If this new policy is approved, it will put into place many of the most right-wing aspects of U.S. immigration policy that have given rise to the immigrants rights movement here.

For instance, immigrants will be required to learn the language of the country in which they reside, or face legal consequences. The policy would also make family reunification on conditional on factors such as "the capacity of the governments" or the "immigrant family's resources and ability to integrate itself" into its new country. More ominously, the pact calls for "putting the accent on respect for the identities of the member states."
These policies will allow anti-immigrant politicians to target immigrant groups that "don't fit in." So it comes as no surprise that the right-wing Sarkozy is leading this campaign.
However, Spain's support is more surprising. Spanish Prime Minister José Luis Rodríguez Zapatero was reelected on March 9 of this year at the head of the Socialist Party ticket. During his first term, Zapatero pushed for and won an amnesty for the roughly 1 million undocumented workers living in Spain, leading to strong criticism from anti-immigrant politicians within the country and abroad.
During the negotiations over the new policy, Spain did press for and won the elimination of so-called "integration contracts" that Sarkozy wanted immigrants to sign as a condition of residency. A proposed prohibition on the right of member states to enact blanket amnesties was also stripped out of the pact.

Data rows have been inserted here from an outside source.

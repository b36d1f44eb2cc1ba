use crate::dashboard_store::{BackupHistory, ConfigSource};
use crate::scheduler::{TaskHandler, TaskOutcome};
use anyhow::Result;
use async_trait::async_trait;
use chrono::{Duration, Utc};
use serde_json::json;
use std::sync::Arc;
use tracing::{debug, info};

/// Prunes backup-run history older than the configured retention window.
pub struct RetentionCleanupTask {
    config_source: Arc<dyn ConfigSource>,
    history: Arc<dyn BackupHistory>,
}

impl RetentionCleanupTask {
    pub fn new(config_source: Arc<dyn ConfigSource>, history: Arc<dyn BackupHistory>) -> Self {
        Self {
            config_source,
            history,
        }
    }
}

#[async_trait]
impl TaskHandler for RetentionCleanupTask {
    async fn run(&self) -> Result<TaskOutcome> {
        let retention_days = self.config_source.retention_days()?;
        if retention_days == 0 {
            debug!("Run history pruning is disabled");
            return Ok(TaskOutcome {
                message: "Run history pruning is disabled".to_string(),
                statistics: Some(json!({"retentionDays": 0, "prunedRuns": 0})),
            });
        }

        let cutoff = Utc::now() - Duration::days(retention_days as i64);
        let pruned = self.history.prune_runs_before(cutoff)?;

        if pruned > 0 {
            info!(
                "Pruned {} backup runs older than {} days",
                pruned, retention_days
            );
        } else {
            debug!("No backup runs older than {} days", retention_days);
        }

        Ok(TaskOutcome {
            message: "Run history pruning completed".to_string(),
            statistics: Some(json!({
                "retentionDays": retention_days,
                "prunedRuns": pruned,
            })),
        })
    }
}
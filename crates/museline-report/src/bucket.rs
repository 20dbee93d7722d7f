//! Count buckets and the "Other" collapse
//!
//! A report starts from labeled counts, folds everything under the
//! rarity threshold into a single `Other` bucket, and optionally keeps
//! only the top N before rendering.

/// Label under which collapsed buckets are summed.
pub const OTHER_LABEL: &str = "Other";

#[derive(Debug, Clone, PartialEq, Eq)]
pub struct Bucket {
    pub label: String,
    pub count: i64,
}

impl Bucket {
    pub fn new(label: impl Into<String>, count: i64) -> Self {
        Self {
            label: label.into(),
            count,
        }
    }
}

/// Folds every bucket whose count is below `threshold` into `Other`,
/// keeping the rest ordered by descending count. The `Other` bucket
/// always renders last, whatever its size. With a threshold of zero
/// (or one) nothing collapses.
pub fn collapse_other(buckets: Vec<Bucket>, threshold: i64) -> Vec<Bucket> {
    let mut kept = Vec::new();
    let mut other = 0i64;
    for bucket in buckets {
        if bucket.count < threshold {
            other += bucket.count;
        } else {
            kept.push(bucket);
        }
    }
    kept.sort_by(|a, b| b.count.cmp(&a.count).then_with(|| a.label.cmp(&b.label)));
    if other > 0 {
        kept.push(Bucket::new(OTHER_LABEL, other));
    }
    kept
}

/// Keeps the `top_n` largest buckets, descending. Zero means no limit.
pub fn top_n(mut buckets: Vec<Bucket>, top_n: usize) -> Vec<Bucket> {
    buckets.sort_by(|a, b| b.count.cmp(&a.count).then_with(|| a.label.cmp(&b.label)));
    if top_n > 0 {
        buckets.truncate(top_n);
    }
    buckets
}

#[cfg(test)]
mod tests {
    use super::*;

    fn buckets(pairs: &[(&str, i64)]) -> Vec<Bucket> {
        pairs.iter().map(|(l, c)| Bucket::new(*l, *c)).collect()
    }

    #[test]
    fn rare_buckets_fold_into_other() {
        let out = collapse_other(buckets(&[("a", 2), ("b", 1), ("c", 1)]), 2);
        assert_eq!(out, buckets(&[("a", 2), ("Other", 2)]));
    }

    #[test]
    fn bucket_at_threshold_is_kept() {
        let out = collapse_other(buckets(&[("a", 3), ("b", 3)]), 3);
        assert_eq!(out, buckets(&[("a", 3), ("b", 3)]));
    }

    #[test]
    fn zero_threshold_collapses_nothing() {
        let input = buckets(&[("a", 5), ("b", 1)]);
        assert_eq!(collapse_other(input.clone(), 0), input);
    }

    #[test]
    fn everything_below_threshold_leaves_only_other() {
        let out = collapse_other(buckets(&[("a", 1), ("b", 2)]), 10);
        assert_eq!(out, buckets(&[("Other", 3)]));
    }

    #[test]
    fn other_renders_last_even_when_largest() {
        let out = collapse_other(buckets(&[("a", 4), ("b", 3), ("c", 3)]), 4);
        assert_eq!(out, buckets(&[("a", 4), ("Other", 6)]));
    }

    #[test]
    fn top_n_truncates_after_sorting() {
        let out = top_n(buckets(&[("low", 1), ("high", 9), ("mid", 5)]), 2);
        assert_eq!(out, buckets(&[("high", 9), ("mid", 5)]));
    }

    #[test]
    fn top_n_zero_keeps_all() {
        let out = top_n(buckets(&[("a", 1), ("b", 2)]), 0);
        assert_eq!(out.len(), 2);
    }
}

However, by supporting the new policy overall, Zapatero is giving aid and comfort to the anti-immigrant hysteria that is sweeping other European countries and is gathering steam in Spain itself.
As El Pais argued in a critical editorial, not only has the new policy elicited uneasy responses from Latin American leaders, "but it is the global image of the European Union that is being affected. Depending on the development of this pact, which was proposed by Sarkozy and supported by Spain, that image still has room to get worse."